Furthermore, the most striking feature of our present study is the fact that we provide a best time point (CT 13, 20:00 h) for the BDNF measurement in the further research. First of all, due to the discrepancy (such as strains of animals, experimental conditions and stressed time) in the procedure of the CMS establishment, some studies did not obtain a result of BDNF reduction in animals exposed to CMS (Allaman et al. 2008; Fortunato et al. 2010). Therefore, if the animals were killed at the suggested CT 13, a significant reduction of BDNF expression in hippocampus might be observed. Additionally, several studies reported that some antidepressant agents improved the sucrose preference of animals in CMS (Hansson et al. 2011; Reus et al. 2012), however, the agents did not reverse the reduction of BDNF expression in hippocampus. Although it cannot be denied the fact that the antidepressant-like effect of some agents is mediated by a BDNF independent mechanism (Lindholm et al. 2012), at least we should consider another possibility that a longer treatment period or a higher dose is required for BDNF up-regulation. In such case, if we measured the BDNF expression at CT 13 instead of daytime, the antidepressant treatment duration might be shortened, or the dose might be lowered.
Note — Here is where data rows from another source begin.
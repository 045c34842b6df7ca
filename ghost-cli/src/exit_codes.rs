//! Exit codes following sysexits.h conventions.
//!
//! These codes provide semantic meaning for different failure modes,
//! enabling scripts and CI systems to handle errors appropriately.

use ghost_core::GhostError;

/// Successful execution.
pub const SUCCESS: i32 = 0;

/// General error (catch-all).
pub const GENERAL_ERROR: i32 = 1;

/// Command line usage error (invalid arguments, bad configuration).
/// Maps to EX_USAGE from sysexits.h.
pub const USAGE_ERROR: i32 = 64;

/// Data format error (no watermark, invalid signature, corrupted payload).
/// Maps to EX_DATAERR from sysexits.h.
pub const VERIFICATION_FAILED: i32 = 65;

/// Cannot open input file.
/// Maps to EX_NOINPUT from sysexits.h.
pub const INPUT_ERROR: i32 = 66;

/// I/O error (cannot write output file).
/// Maps to EX_IOERR from sysexits.h.
pub const IO_ERROR: i32 = 74;

/// Represents an exit code with optional error context.
#[derive(Debug)]
pub struct ExitCode {
    pub code: i32,
    pub message: Option<String>,
}

impl ExitCode {
    pub const fn success() -> Self {
        Self {
            code: SUCCESS,
            message: None,
        }
    }

    pub fn error(code: i32, message: impl Into<String>) -> Self {
        Self {
            code,
            message: Some(message.into()),
        }
    }

    pub fn from_anyhow(err: &anyhow::Error) -> Self {
        let message = format!("{err:#}");

        let config_error = err.chain().any(|cause| {
            matches!(
                cause.downcast_ref::<GhostError>(),
                Some(GhostError::InvalidConfig(_))
            )
        });

        // Classify error by inspecting the chain
        let code = if message.contains("Failed to read file")
            || message.contains("Failed to read keypair")
        {
            INPUT_ERROR
        } else if message.contains("Failed to write") {
            IO_ERROR
        } else if message.contains("Verification failed") || message.contains("No watermark") {
            VERIFICATION_FAILED
        } else if config_error
            || message.contains("Invalid configuration")
            || message.contains("Output must be")
            || message.contains("already exists")
        {
            USAGE_ERROR
        } else {
            GENERAL_ERROR
        };

        Self::error(code, message)
    }
}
On the other hand, it should be noted that the neuronal nuclear antigen such as NeuN was not labeled in our present study, so that we cannot distinguish whether cell proliferation was occurring in neuronal precursors or in astroglia. This is one of the limitations of the present study.

Conclusion

These studies can be viewed as preliminary yet useful, demonstrating the potential circadian variations in BDNF in a widely used depression-like model. The relative constant BDNF expression in CMS and fluctuating BDNF expression in control contribute to the oscillation difference between CMS and control mice. The best time for BDNF and cell proliferation measurement in CMS study is CT 13 (20:00 h), since the difference reach the maximum. On the other hand, it should be noted that mice are nocturnal creature and therefore they remain active during the night. In this way, the unaffected behaviors by circadian rhythm may be attributed to this feature. More research will need to be further conducted in order to more fully understand what exact mechanism of the variations is and whether BDNF circadian variations are regulated by circadian gene.